そのような、聖と俗を分けて考える二元論的な発想は、人々の間に分断をもたらします。そして、聖の側にいる人たちは、俗の側にいる人たち、またそこで取り扱われるものを汚れとみなし、接触することを避け、汚れは自分の外側からくるという単純な考え方をするようになっていました。このことは、わたしたちとて例外ではありません。わたしたちは、悪いものや自分に都合のよくないものは外からくるというふうに考えがちです。あの人のせいで、あの病気のせいで、あの人さえいなければ、あの出来事さえなければというふうに考えます。もちろん、わたしたちの外側からくるいろいろな難しい状況もあることは確かです。確かに、病気はわたしに都合を聞いてくれませんし、事故にあうとき、事故にあってもいいかどうかわたしに相談してくれません。コロナもそうです。老病死は、わたしが年をとってもいいか、病気になってもいいか、死んでもいいか、相談してくれません。わたしが望む望まないに関わらず、オートマチックにわたしのところにやって来て、そのことからわたしは影響を受けてしまいます。つまり、わたしたちが生命体として生きていくうえで、そのようなことを、完全に避けることはできないということです。そう考えていくと、自分の外に汚れがあって、それがわたしを汚しているとか、苦しめているという単純な考え方は成り立たなくなります。そうすると、いかにわたしたちがそのような状況と対峙していくかということが問題になってくるわけです。ですから、自分の抱えている状況や現状に対して、原因や理由を自分の外に求めるだけでは-もちろん原因や理由が自分の外にある場合、それを取り除くことが出来れば一番いいのですが-、取り除けないものもありますし、取り返すことが出来ないものがほとんどです。もし、原因や理由が分かったとしても、それでは、その後どう動いていくかということだと思います。つまり、その状況をどのように捉えていくかはわたしたち次第であるということです。

そのことを、イエスさまは「外から人のからだに入るもので人を汚すものは何もなく、人のなかから出てくるものが、人を汚すのである」と言われました。聖と俗、善と悪というふうな二元論的な考え方をしていると、悪いものは自分の外にあって、それをできる限り避けるという発想が出てきます。実はそれが、人間のなかから悪い思いを生み出し、分断、差別、暴力を生み出していきます。人間は基本的に分けて考えるのが大好きです。分けることによって、分かると単純に考えるからです。カトリック教会もこの考え方が大好きです。しかし、人間の世界は、完全な善もないし、完全な悪もありません。これは、犯罪を肯定しているわけではありません。しかし、わたしたちはいつどのようにして、自分が望まないのにも関わらず、加害者の側に回ってしまうか分からないのです。キリスト教では、人間の自由意志を強調しますから、善と悪をきっちりと分けで考えようとします。だから、わたしの意志ということを強調し、わたしが悪いか、悪くないかで判断しようとします。しかし、そのような発想は、簡単に区別、差別を生み出し、それが、他の人への関わり方にも及んでいくとき、人を判断し、人を裁くという暴力が当然のように行われていくようになります。
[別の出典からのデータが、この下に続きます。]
//! A module containing [`Vector`] and associated types.
//!
//! Currently, the only other included type is [`IntoIter`] for owned iteration over a Vector.
//! [`IterMut`](std::slice::IterMut) and [`Iter`](std::slice::Iter) from [`std::slice`] are used
//! for borrowed iteration.
//!
//! [`Vector`] is also re-exported under the parent module.

mod assign;
mod growth;
mod insert;
mod iter;
mod vector;

#[cfg(test)]
mod tests;

pub use growth::grow_to;
pub use iter::IntoIter;
pub use vector::Vector;

/// Creates a [`Vector`] containing the arguments, in the same way as [`vec!`].
///
/// # Examples
/// ```
/// # use sequence_lib::vector;
/// let vec = vector![1, 2, 3];
/// assert_eq!(&*vec, &[1, 2, 3]);
///
/// let zeroes = vector![0_u8; 4];
/// assert_eq!(&*zeroes, &[0, 0, 0, 0]);
/// ```
#[macro_export]
macro_rules! vector {
    () => {
        $crate::collections::contiguous::Vector::new()
    };
    ($value:expr; $count:expr) => {
        $crate::collections::contiguous::Vector::<_>::repeat($value, $count)
    };
    ($($item:expr),+ $(,)?) => {
        $crate::collections::contiguous::Vector::from([$($item),+])
    };
}
impl<T, A: AllocStrategy<T>> Vector<T, A> {
    /// Inserts `count` elements at `index`, shifting every element after it to the right.
    ///
    /// `fill` receives a [`Construct`] positioned at the first of `count` vacant slots and must
    /// push exactly `count` elements into it, unless it panics. Anything it pushed before a panic
    /// is destroyed again. It is also told where the original elements are, so that it can read
    /// from the Vector itself.
    ///
    /// If the Vector has to reallocate, the new elements are constructed in the new buffer before
    /// anything else happens, so a panic leaves the Vector untouched. Otherwise, a panic moves the
    /// tail back, restoring the original contents.
    pub(crate) fn try_splice<F>(
        &mut self,
        index: usize,
        count: usize,
        fill: F,
    ) -> Result<(), TryReserveError>
    where
        F: FnOnce(&mut Construct<'_, T, A>, Shifted<T>),
    {
        debug_assert!(index <= self.len);
        let required = self.len.checked_add(count).ok_or(CapacityOverflow)?;
        let base = self.buf.ptr.as_ptr();
        let tail = self.len - index;

        if required > self.cap() {
            let new_cap = self.planned_cap(required)?;
            let fresh = self.buf.try_allocate(new_cap)?;
            let dest = fresh.ptr.as_ptr();

            // SAFETY: The new allocation has room for required elements and is distinct from the
            // old one. Both halves of the old contents are relocated around the new elements.
            unsafe {
                let mut slots = Construct::new(dest.add(index), &self.buf.alloc);
                fill(&mut slots, Shifted { base, index, count: 0 });
                let built = slots.finish();
                debug_assert_eq!(built, count);
                move_range(
                    RawCursor::new(base, 0),
                    RawCursor::new(base, index),
                    RawCursor::new(dest, 0),
                );
                move_range(
                    RawCursor::new(base, index),
                    RawCursor::new(base, self.len),
                    RawCursor::new(dest, index + count),
                );
            }

            let (ptr, cap) = fresh.into_parts();
            // SAFETY: Every element has been relocated out of the old memory.
            unsafe { self.buf.install(ptr, cap) };
            self.len = required;
        } else {
            // SAFETY: There is room for count more elements after the tail.
            unsafe { ptr::copy(base.add(index), base.add(index + count), tail) };

            let guard = ShiftTail {
                base,
                dest: index,
                src: index + count,
                tail,
                len: &mut self.len,
            };
            // SAFETY: The count slots from index are vacant.
            let mut slots = Construct::new(unsafe { base.add(index) }, &self.buf.alloc);
            fill(&mut slots, Shifted { base, index, count });
            let built = slots.finish();
            debug_assert_eq!(built, count);
            guard.keep();
        }

        Ok(())
    }

    /// Panics unless `index` is a valid insertion position.
    fn check_insert_index(&self, index: usize) {
        if index > self.len {
            Err(IndexOutOfBounds {
                index,
                len: self.len,
            })
            .throw()
        }
    }

    /// Panics unless `range` lies within the Vector.
    fn check_range(&self, range: &Range<usize>) {
        if range.end > self.len {
            Err(IndexOutOfBounds {
                index: range.end,
                len: self.len,
            })
            .throw()
        }
        if range.start > range.end {
            Err(IndexOutOfBounds {
                index: range.start,
                len: range.end,
            })
            .throw()
        }
    }

    /// Inserts `value` at `index`, shifting every later element right by one. Returns the index
    /// of the inserted element.
    ///
    /// # Panics
    /// Panics if `index` is greater than the length, or the Vector is full.
    ///
    /// # Examples
    /// ```
    /// # use sequence_lib::vector;
    /// let mut vec = vector![1, 2, 4];
    /// assert_eq!(vec.insert(2, 3), 2);
    /// assert_eq!(&*vec, &[1, 2, 3, 4]);
    /// ```
    pub fn insert(&mut self, index: usize, value: T) -> usize {
        self.try_insert(index, value).or_handle()
    }

    /// Fallible version of [`insert`](Vector::insert). If the Vector can't grow, the value is
    /// dropped and the Vector is left untouched.
    ///
    /// # Panics
    /// Panics if `index` is greater than the length.
    pub fn try_insert(&mut self, index: usize, value: T) -> Result<usize, TryReserveError> {
        self.check_insert_index(index);
        self.try_splice(index, 1, |slots, _| {
            // SAFETY: The slot is vacant.
            unsafe { slots.push(value) }
        })?;
        Ok(index)
    }

    /// Inserts the value returned by `f` at `index`. `f` is only called once the Vector has room.
    ///
    /// # Panics
    /// Panics if `index` is greater than the length, or the Vector is full.
    pub fn insert_with<F: FnOnce() -> T>(&mut self, index: usize, f: F) -> usize {
        self.check_insert_index(index);
        self.try_splice(index, 1, |slots, _| {
            let value = f();
            // SAFETY: The slot is vacant.
            unsafe { slots.push(value) }
        })
        .or_handle();
        index
    }

    /// Inserts `count` clones of `value` at `index`. Returns the index of the first inserted
    /// element, which is `index` even if `count` is 0.
    ///
    /// # Panics
    /// Panics if `index` is greater than the length, or the new length would exceed
    /// [`max_len`](Vector::max_len).
    ///
    /// # Examples
    /// ```
    /// # use sequence_lib::vector;
    /// let mut vec = vector!['a', 'd'];
    /// vec.insert_n(1, 2, 'x');
    /// assert_eq!(&*vec, &['a', 'x', 'x', 'd']);
    /// ```
    pub fn insert_n(&mut self, index: usize, count: usize, value: T) -> usize
    where
        T: Clone,
    {
        self.check_insert_index(index);
        if count != 0 {
            self.try_splice(index, count, |slots, _| {
                for _ in 1..count {
                    // SAFETY: The count slots are vacant.
                    unsafe { slots.push(value.clone()) }
                }
                // SAFETY: As above, for the last slot.
                unsafe { slots.push(value) }
            })
            .or_handle();
        }
        index
    }

    /// Inserts clones of every element of `values` at `index`, keeping their order.
    ///
    /// # Panics
    /// Panics if `index` is greater than the length, or the new length would exceed
    /// [`max_len`](Vector::max_len).
    pub fn insert_from_slice(&mut self, index: usize, values: &[T]) -> usize
    where
        T: Clone,
    {
        self.check_insert_index(index);
        if !values.is_empty() {
            self.try_splice(index, values.len(), |slots, _| {
                for item in values {
                    // SAFETY: The slots are vacant and values can't overlap them.
                    unsafe { slots.push(item.clone()) }
                }
            })
            .or_handle();
        }
        index
    }

    /// Inserts every element produced by `iter` at `index`, keeping their order. Returns the
    /// index of the first inserted element.
    ///
    /// Iterators of trusted length are written straight into a gap of the right size. Others are
    /// appended one at a time and then rotated into place.
    ///
    /// # Panics
    /// Panics if `index` is greater than the length, or the new length would exceed
    /// [`max_len`](Vector::max_len).
    ///
    /// # Examples
    /// ```
    /// # use sequence_lib::vector;
    /// let mut vec = vector![1, 5];
    /// vec.insert_iter(1, 2..5);
    /// vec.insert_iter(0, [-1, 0].into_iter().filter(|_| true));
    /// assert_eq!(&*vec, &[-1, 0, 1, 2, 3, 4, 5]);
    /// ```
    pub fn insert_iter<I: IntoIterator<Item = T>>(&mut self, index: usize, iter: I) -> usize {
        self.check_insert_index(index);
        self.spec_insert_iter(index, iter.into_iter())
    }

    /// Inserts a clone of the element at `src` at `index`. The element is read before anything
    /// moves, so `src` is always the position before the insertion.
    ///
    /// # Panics
    /// Panics if `src` is out of bounds, `index` is greater than the length, or the Vector is
    /// full.
    ///
    /// # Examples
    /// ```
    /// # use sequence_lib::vector;
    /// let mut vec = vector![1, 2, 3];
    /// vec.insert_from_within(0, 2);
    /// assert_eq!(&*vec, &[3, 1, 2, 3]);
    /// ```
    pub fn insert_from_within(&mut self, index: usize, src: usize) -> usize
    where
        T: Clone,
    {
        self.at(src).throw();
        self.insert_range_from_within(index, src..src + 1)
    }

    /// Inserts clones of the elements in `src` at `index`. The range may contain `index`, in
    /// which case the elements on either side of the insertion point are still cloned in their
    /// original order.
    ///
    /// # Panics
    /// Panics if `src` isn't within the Vector, `index` is greater than the length, or the new
    /// length would exceed [`max_len`](Vector::max_len).
    ///
    /// # Examples
    /// ```
    /// # use sequence_lib::vector;
    /// let mut vec = vector!['a', 'b', 'c', 'd'];
    /// vec.insert_range_from_within(2, 1..3);
    /// assert_eq!(&*vec, &['a', 'b', 'b', 'c', 'c', 'd']);
    /// ```
    pub fn insert_range_from_within(&mut self, index: usize, src: Range<usize>) -> usize
    where
        T: Clone,
    {
        self.check_insert_index(index);
        self.check_range(&src);

        let count = src.len();
        if count != 0 {
            self.try_splice(index, count, |slots, shifted| {
                for i in src {
                    // SAFETY: Every original element is live at its shifted address until the
                    // gap is closed, and the count slots are vacant.
                    unsafe { slots.push((*shifted.element(i)).clone()) }
                }
            })
            .or_handle();
        }
        index
    }

    /// Appends clones of the elements in `src`.
    ///
    /// # Panics
    /// Panics if `src` isn't within the Vector, or the new length would exceed
    /// [`max_len`](Vector::max_len).
    ///
    /// # Examples
    /// ```
    /// # use sequence_lib::vector;
    /// let mut vec = vector![0, 1, 2];
    /// vec.extend_from_within(..2);
    /// assert_eq!(&*vec, &[0, 1, 2, 0, 1]);
    /// ```
    pub fn extend_from_within<R: std::ops::RangeBounds<usize>>(&mut self, src: R)
    where
        T: Clone,
    {
        let src = std::slice::range(src, ..self.len);
        self.insert_range_from_within(self.len, src);
    }

    /// Removes and drops the element at `index`, shifting every later element left by one.
    /// Returns `index`, which is now the position of the element that followed the removed one.
    ///
    /// # Panics
    /// Panics if `index` is out of bounds.
    ///
    /// # Examples
    /// ```
    /// # use sequence_lib::vector;
    /// let mut vec = vector![1, 2, 3];
    /// assert_eq!(vec.erase(0), 0);
    /// assert_eq!(&*vec, &[2, 3]);
    /// ```
    pub fn erase(&mut self, index: usize) -> usize {
        self.at(index).throw();
        self.erase_range(index..index + 1)
    }

    /// Removes and drops the elements in `range`, shifting every later element left. Returns
    /// `range.start`. An empty range does nothing.
    ///
    /// If dropping an element panics, the rest of the range is leaked, but the elements after it
    /// are still shifted into place.
    ///
    /// # Panics
    /// Panics if `range` isn't within the Vector.
    ///
    /// # Examples
    /// ```
    /// # use sequence_lib::vector;
    /// let mut vec = vector![0, 1, 2, 3, 4, 5];
    /// assert_eq!(vec.erase_range(1..4), 1);
    /// assert_eq!(&*vec, &[0, 4, 5]);
    /// ```
    pub fn erase_range(&mut self, range: Range<usize>) -> usize {
        self.check_range(&range);
        if range.is_empty() {
            return range.start;
        }

        let base = self.buf.ptr.as_ptr();
        let guard = ShiftTail {
            base,
            dest: range.start,
            src: range.end,
            tail: self.len - range.end,
            len: &mut self.len,
        };
        for i in range.clone() {
            // SAFETY: Every slot in the range is live and is destroyed once.
            unsafe { self.buf.alloc.destroy(self.buf.ptr.add(i)) }
        }
        drop(guard);

        range.start
    }

    /// Removes the element at `index` and returns it, shifting every later element left by one.
    ///
    /// # Panics
    /// Panics if `index` is out of bounds.
    pub fn remove(&mut self, index: usize) -> T {
        self.at(index).throw();

        let base = self.buf.ptr.as_ptr();
        // SAFETY: The slot at index is live. Reading it vacates the slot, which the tail is
        // then shifted over.
        unsafe {
            let value = base.add(index).read();
            ptr::copy(base.add(index + 1), base.add(index), self.len - index - 1);
            self.len -= 1;
            value
        }
    }

    /// Removes the element at `index` and returns it, replacing it with the last element.
    ///
    /// # Panics
    /// Panics if `index` is out of bounds.
    ///
    /// # Examples
    /// ```
    /// # use sequence_lib::vector;
    /// let mut vec = vector![1, 2, 3, 4];
    /// assert_eq!(vec.swap_remove(0), 1);
    /// assert_eq!(&*vec, &[4, 2, 3]);
    /// ```
    pub fn swap_remove(&mut self, index: usize) -> T {
        self.at(index).throw();

        let last = self.len - 1;
        (**self).swap(index, last);
        self.len = last;
        // SAFETY: The slot at last held a live element, which is now moved out.
        unsafe { self.buf.ptr.add(last).read() }
    }
}
use std::alloc;
use std::ptr::NonNull;

use super::{AllocStrategy, layout_for};
use crate::error::{AllocFailure, TryReserveError};

/// The default allocation strategy, which forwards to the global allocator registered with
/// `std`.
///
/// Global is stateless, so every instance compares equal to every other and memory allocated by
/// one can be freed by any other.
///
/// Zero-sized requests never reach the global allocator. They are answered with a dangling
/// pointer, which is also how [`Vec`] handles them, so buffers can be passed between the two.
#[derive(Debug, Default, Clone, Copy, PartialEq, Eq, Hash)]
pub struct Global;

// SAFETY: Allocations are made and released with the same layout through the global allocator,
// which is shared by all instances.
unsafe impl<T> AllocStrategy<T> for Global {
    fn allocate(&self, n: usize) -> Result<NonNull<T>, TryReserveError> {
        let layout = layout_for::<T>(n)?;

        if layout.size() == 0 {
            return Ok(NonNull::dangling());
        }

        // SAFETY: The layout has a non-zero size.
        let raw = unsafe { alloc::alloc(layout) };

        NonNull::new(raw.cast()).ok_or_else(|| AllocFailure { layout }.into())
    }

    unsafe fn deallocate(&self, ptr: NonNull<T>, n: usize) {
        // The layout was valid when the memory was allocated.
        let Ok(layout) = layout_for::<T>(n) else {
            return;
        };

        if layout.size() != 0 {
            // SAFETY: The caller guarantees that ptr was allocated by Global with this layout.
            unsafe { alloc::dealloc(ptr.as_ptr().cast(), layout) }
        }
    }
}
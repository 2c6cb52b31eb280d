use std::borrow::{Borrow, BorrowMut};
use std::cmp::Ordering;
use std::fmt::{self, Debug, Display, Formatter};
use std::hash::{Hash, Hasher};
use std::iter::TrustedLen;
use std::marker::PhantomData;
use std::mem::{self, ManuallyDrop};
use std::ops::{Deref, DerefMut};
use std::ptr::NonNull;
use std::slice;
use std::string::FromUtf8Error;

use super::grow_to;
use crate::algorithm;
use crate::alloc::{AllocStrategy, Global};
use crate::collections::contiguous::buffer::RawBuf;
use crate::error::{CapacityOverflow, IndexOutOfBounds, TryReserveError};
use crate::iter::OutputCursor;
use crate::util::result::{ReserveResultExtension, ResultExtension};

/// A variable size contiguous collection, which owns a single allocation from its
/// [`AllocStrategy`] `A`.
///
/// The first [`len`](Vector::len) slots of the allocation hold live elements and the remaining
/// slots, up to [`cap`](Vector::cap), are uninitialized. Elements are only ever constructed into
/// uninitialized slots and destroyed out of live ones, so these two regions describe the state
/// of every slot at all times.
///
/// When an insertion doesn't fit, the Vector grows according to [`grow_to`], doubling its
/// capacity so that pushing is amortized `O(1)`.
///
/// Positions are plain indices. Any mutation that reallocates or shifts elements moves them to
/// new addresses, which the borrow checker already prevents references from observing.
///
/// # Time Complexity
/// For this analysis of time complexity, variables are defined as follows:
/// - `n`: The number of items in the Vector.
/// - `i`: The index of the item in question.
/// - `m`: The number of items being inserted or removed.
///
/// | Method | Complexity |
/// |-|-|
/// | `at` | `O(1)` |
/// | `len` | `O(1)` |
/// | `push` | `O(1)`*, `O(n)` |
/// | `push_unchecked` | `O(1)` |
/// | `pop` | `O(1)` |
/// | `insert` | `O(n-i)` |
/// | `insert_n` | `O(n-i+m)` |
/// | `insert_iter` | `O(n-i+m)`** |
/// | `erase` | `O(n-i)` |
/// | `erase_range` | `O(n-i)` |
/// | `swap_remove` | `O(1)` |
/// | `reserve` | `O(n)`, `O(1)`*** |
/// | `resize` | `O(m)`, `O(n+m)` |
/// | `shrink_to_fit` | `O(n)` |
/// | `clear` | `O(n)` |
/// | `swap` | `O(1)` |
///
/// \* If the Vector doesn't have enough capacity for the new element, `push` will take `O(n)`.
///
/// \** For iterators without a trusted length, the elements are appended and then rotated into
/// place, which is `O(n-i+m)` as well but moves every element twice.
///
/// \*** If the Vector has enough capacity for the additional items already, `reserve` is `O(1)`.
pub struct Vector<T, A: AllocStrategy<T> = Global> {
    pub(crate) buf: RawBuf<T, A>,
    pub(crate) len: usize,
}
「熱が出る」ということを、英語では “I have a fever”、「わたしは熱をもつ」と言いますが、日本の文化圏においては、「熱が出る」と言います。つまり、わたしが、望んだのではなく、不可抗力によって、「わたしに熱がやって来てとどまっている」という言い方をします。これは、ヘブライ語にも同じような言い方があります。そこでは、わたしが主語になりません。つまり、わたしたちが生きていくうえで、わたしたちの計画や予定通りにいかないことが大半で、それを通して、自分の限界や弱さ、無力さを自覚する。しかし、もっと大きな力でわたしたちは、生かされ、動かされ、計らわれていることにも気づく。これが神、イエスさまとの出会いに繋がっていくということだと思います。そこで、わたしたちは、自分の計画や予定通りにいかないことを、他人のせいにしたり、出来事のせいにしたりするだけでは、恨み、つらみ、憎しみのループから抜け出すことは出来ないということだと思います。結局、人間の間に分断、分裂を引き起こし、憎しみの連鎖が続いていく、そのことをイエスさまはよく分かっておられました。イエスさまはこの人間の抱えている業を見抜き、もっと大きなものに自らを委ねることによって断ち切ろうとされたのだと思います。それが、イエスさまが十字架という人生最大の不条理な現実に対して、対峙していかれたということだと思います。今、わたしたちはコロナ禍のなかにいますが、これは、神さまから、わたしたち人間への呼びかけであるということが出来ると思います。さて、わたしたちはイエスさまにどのように答えていくのでしょうか。